▶ **Requirement**
For the word "FromStr", state the number of lines in the data that contain it, and nothing else.

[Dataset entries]
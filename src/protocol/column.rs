//! Column types and their binary layouts.
//!
//! A column is a named, typed run of values stored back to back in one buffer.
//! Writes go one value at a time as rows are assembled; reads copy a whole
//! column's worth of bytes in a single transfer, so materialising a block never
//! allocates per value.
use std::{fmt, str::FromStr};

use super::{
    CodecError,
    wire::{WireReader, write_string},
};

#[derive(Debug, Clone, Copy, PartialEq, Eq, Hash)]
pub enum ColumnType {
    Int8,
    UInt8,
    Int32,
    UInt32,
    Int64,
    UInt64,
    String,
    Date,
    DateTime,
}

impl ColumnType {
    /// Type name as it appears on the wire.
    pub fn name(self) -> &'static str {
        match self {
            ColumnType::Int8 => "Int8",
            ColumnType::UInt8 => "UInt8",
            ColumnType::Int32 => "Int32",
            ColumnType::UInt32 => "UInt32",
            ColumnType::Int64 => "Int64",
            ColumnType::UInt64 => "UInt64",
            ColumnType::String => "String",
            ColumnType::Date => "Date",
            ColumnType::DateTime => "DateTime",
        }
    }

    /// Width in bytes of one value, `None` for variable-width types.
    pub fn fixed_width(self) -> Option<usize> {
        match self {
            ColumnType::Int8 | ColumnType::UInt8 => Some(1),
            ColumnType::Date => Some(2),
            ColumnType::Int32 | ColumnType::UInt32 | ColumnType::DateTime => Some(4),
            ColumnType::Int64 | ColumnType::UInt64 => Some(8),
            ColumnType::String => None,
        }
    }
}

impl fmt::Display for ColumnType {
    fn fmt(&self, f: &mut fmt::Formatter<'_>) -> fmt::Result {
        f.write_str(self.name())
    }
}

impl FromStr for ColumnType {
    type Err = CodecError;

    fn from_str(s: &str) -> Result<Self, Self::Err> {
        Ok(match s {
            "Int8" => ColumnType::Int8,
            "UInt8" => ColumnType::UInt8,
            "Int32" => ColumnType::Int32,
            "UInt32" => ColumnType::UInt32,
            "Int64" => ColumnType::Int64,
            "UInt64" => ColumnType::UInt64,
            "String" => ColumnType::String,
            "Date" => ColumnType::Date,
            "DateTime" => ColumnType::DateTime,
            other => return Err(CodecError::UnsupportedColumnType(other.to_string())),
        })
    }
}

/// A single field of a row-record.
#[derive(Debug, Clone, PartialEq, Eq)]
pub enum Value {
    Int8(i8),
    UInt8(u8),
    Int32(i32),
    UInt32(u32),
    Int64(i64),
    UInt64(u64),
    String(String),
    /// Days since 1970-01-01.
    Date(u16),
    /// Seconds since the unix epoch.
    DateTime(u32),
}

impl Value {
    pub fn column_type(&self) -> ColumnType {
        match self {
            Value::Int8(_) => ColumnType::Int8,
            Value::UInt8(_) => ColumnType::UInt8,
            Value::Int32(_) => ColumnType::Int32,
            Value::UInt32(_) => ColumnType::UInt32,
            Value::Int64(_) => ColumnType::Int64,
            Value::UInt64(_) => ColumnType::UInt64,
            Value::String(_) => ColumnType::String,
            Value::Date(_) => ColumnType::Date,
            Value::DateTime(_) => ColumnType::DateTime,
        }
    }
}

macro_rules! value_from {
    ($($ty:ty => $variant:ident),* $(,)?) => {
        $(impl From<$ty> for Value {
            fn from(value: $ty) -> Self {
                Value::$variant(value)
            }
        })*
    };
}

value_from!(
    i8 => Int8,
    u8 => UInt8,
    i32 => Int32,
    u32 => UInt32,
    i64 => Int64,
    u64 => UInt64,
    String => String,
);

impl From<&str> for Value {
    fn from(value: &str) -> Self {
        Value::String(value.to_string())
    }
}

/// An ordered tuple of values matching a block's column order and types.
pub type Row = Vec<Value>;

/// Serialises one value into `out` using the fixed layout of `column_type`.
pub fn write_value(column_type: ColumnType, value: &Value, out: &mut Vec<u8>) -> Result<(), CodecError> {
    match (column_type, value) {
        (ColumnType::Int8, Value::Int8(v)) => out.push(*v as u8),
        (ColumnType::UInt8, Value::UInt8(v)) => out.push(*v),
        (ColumnType::Int32, Value::Int32(v)) => out.extend_from_slice(&v.to_le_bytes()),
        (ColumnType::UInt32, Value::UInt32(v)) => out.extend_from_slice(&v.to_le_bytes()),
        (ColumnType::Int64, Value::Int64(v)) => out.extend_from_slice(&v.to_le_bytes()),
        (ColumnType::UInt64, Value::UInt64(v)) => out.extend_from_slice(&v.to_le_bytes()),
        (ColumnType::String, Value::String(v)) => write_string(out, v),
        (ColumnType::Date, Value::Date(v)) => out.extend_from_slice(&v.to_le_bytes()),
        (ColumnType::DateTime, Value::DateTime(v)) => out.extend_from_slice(&v.to_le_bytes()),
        (expected, value) => {
            return Err(CodecError::ValueMismatch {
                expected,
                found: value.column_type(),
            });
        }
    }
    Ok(())
}

/// Copies `rows` values of `column_type` from `reader` into `out` in one transfer.
///
/// Fixed-width columns take exactly `rows * width` bytes. String columns are
/// scanned first to find where the last length-prefixed value ends, then the
/// whole span is copied at once.
pub fn read_column(
    column_type: ColumnType,
    reader: &mut WireReader<'_>,
    rows: usize,
    out: &mut Vec<u8>,
) -> Result<(), CodecError> {
    let span = match column_type.fixed_width() {
        Some(width) => rows.checked_mul(width).ok_or(CodecError::VarintOverflow)?,
        None => {
            let mut probe = reader.clone();
            for _ in 0..rows {
                let len = probe.read_len()?;
                probe.skip(len)?;
            }
            probe.position() - reader.position()
        }
    };

    out.extend_from_slice(reader.read_bytes(span)?);
    Ok(())
}

/// Decodes a single value. Used when a column's contents need to be inspected.
pub fn read_value(column_type: ColumnType, reader: &mut WireReader<'_>) -> Result<Value, CodecError> {
    Ok(match column_type {
        ColumnType::Int8 => Value::Int8(reader.read_u8()? as i8),
        ColumnType::UInt8 => Value::UInt8(reader.read_u8()?),
        ColumnType::Int32 => Value::Int32(reader.read_i32_le()?),
        ColumnType::UInt32 => Value::UInt32(reader.read_u32_le()?),
        ColumnType::Int64 => Value::Int64(i64::from_le_bytes(reader.read_array()?)),
        ColumnType::UInt64 => Value::UInt64(u64::from_le_bytes(reader.read_array()?)),
        ColumnType::String => Value::String(reader.read_string()?),
        ColumnType::Date => Value::Date(u16::from_le_bytes(reader.read_array()?)),
        ColumnType::DateTime => Value::DateTime(reader.read_u32_le()?),
    })
}

/// One named, typed column and its raw value bytes.
#[derive(Debug, PartialEq, Eq)]
pub struct Column {
    name: String,
    column_type: ColumnType,
    data: Vec<u8>,
}

impl Column {
    pub fn new(name: impl Into<String>, column_type: ColumnType) -> Self {
        Self::with_data(name, column_type, Vec::new())
    }

    pub fn with_data(name: impl Into<String>, column_type: ColumnType, data: Vec<u8>) -> Self {
        Self {
            name: name.into(),
            column_type,
            data,
        }
    }

    pub fn name(&self) -> &str {
        &self.name
    }

    pub fn column_type(&self) -> ColumnType {
        self.column_type
    }

    pub fn data(&self) -> &[u8] {
        &self.data
    }

    pub fn push(&mut self, value: &Value) -> Result<(), CodecError> {
        write_value(self.column_type, value, &mut self.data)
    }

    /// Decodes `rows` values from the column buffer.
    pub fn values(&self, rows: usize) -> Result<Vec<Value>, CodecError> {
        let mut reader = WireReader::new(&self.data);
        (0..rows)
            .map(|_| read_value(self.column_type, &mut reader))
            .collect()
    }
}

#[cfg(test)]
mod tests {
    use super::*;

    fn samples(column_type: ColumnType) -> Vec<Value> {
        match column_type {
            ColumnType::Int8 => vec![Value::Int8(-128), Value::Int8(0), Value::Int8(127)],
            ColumnType::UInt8 => vec![Value::UInt8(0), Value::UInt8(255)],
            ColumnType::Int32 => vec![Value::Int32(i32::MIN), Value::Int32(-1), Value::Int32(42)],
            ColumnType::UInt32 => vec![Value::UInt32(1), Value::UInt32(u32::MAX)],
            ColumnType::Int64 => vec![Value::Int64(i64::MIN), Value::Int64(i64::MAX)],
            ColumnType::UInt64 => vec![Value::UInt64(0), Value::UInt64(u64::MAX)],
            ColumnType::String => vec!["".into(), "a".into(), "x".repeat(300).into(), "日本".into()],
            ColumnType::Date => vec![Value::Date(0), Value::Date(17_532)],
            ColumnType::DateTime => vec![Value::DateTime(0), Value::DateTime(1_519_000_000)],
        }
    }

    const ALL: [ColumnType; 9] = [
        ColumnType::Int8,
        ColumnType::UInt8,
        ColumnType::Int32,
        ColumnType::UInt32,
        ColumnType::Int64,
        ColumnType::UInt64,
        ColumnType::String,
        ColumnType::Date,
        ColumnType::DateTime,
    ];

    #[test]
    fn column_round_trip_every_type() {
        for column_type in ALL {
            let values = samples(column_type);
            let mut written = Column::new("c", column_type);
            for value in &values {
                written.push(value).unwrap();
            }

            // Trailing bytes belong to the next column and must be left alone.
            let mut wire = written.data().to_vec();
            wire.extend_from_slice(&[0xEE, 0xEE]);

            let mut reader = WireReader::new(&wire);
            let mut copied = Vec::new();
            read_column(column_type, &mut reader, values.len(), &mut copied).unwrap();

            assert_eq!(copied, written.data(), "{column_type}");
            assert_eq!(reader.remaining(), 2);
            let read = Column::with_data("c", column_type, copied);
            assert_eq!(read.values(values.len()).unwrap(), values);
        }
    }

    #[test]
    fn fixed_layouts() {
        let mut out = Vec::new();
        write_value(ColumnType::UInt32, &Value::UInt32(1), &mut out).unwrap();
        write_value(ColumnType::Date, &Value::Date(0x0102), &mut out).unwrap();
        write_value(ColumnType::Int8, &Value::Int8(-1), &mut out).unwrap();
        assert_eq!(out, vec![1, 0, 0, 0, 0x02, 0x01, 0xFF]);
    }

    #[test]
    fn type_names_round_trip() {
        for column_type in ALL {
            assert_eq!(column_type.name().parse::<ColumnType>().unwrap(), column_type);
        }
    }

    #[test]
    #[should_panic(expected = "UnsupportedColumnType")]
    fn unknown_type_name() {
        "Nullable(UInt32)".parse::<ColumnType>().unwrap();
    }

    #[test]
    #[should_panic(expected = "ValueMismatch")]
    fn write_wrong_value_type() {
        write_value(ColumnType::UInt32, &Value::Int32(1), &mut Vec::new()).unwrap();
    }

    #[test]
    #[should_panic(expected = "Truncated")]
    fn read_short_string_column() {
        let mut wire = Vec::new();
        write_string(&mut wire, "abc");
        read_column(ColumnType::String, &mut WireReader::new(&wire), 2, &mut Vec::new()).unwrap();
    }

    #[test]
    fn read_zero_rows() {
        let mut out = Vec::new();
        read_column(ColumnType::String, &mut WireReader::new(&[]), 0, &mut out).unwrap();
        assert!(out.is_empty());
    }
}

▶ **Reply to the task**
2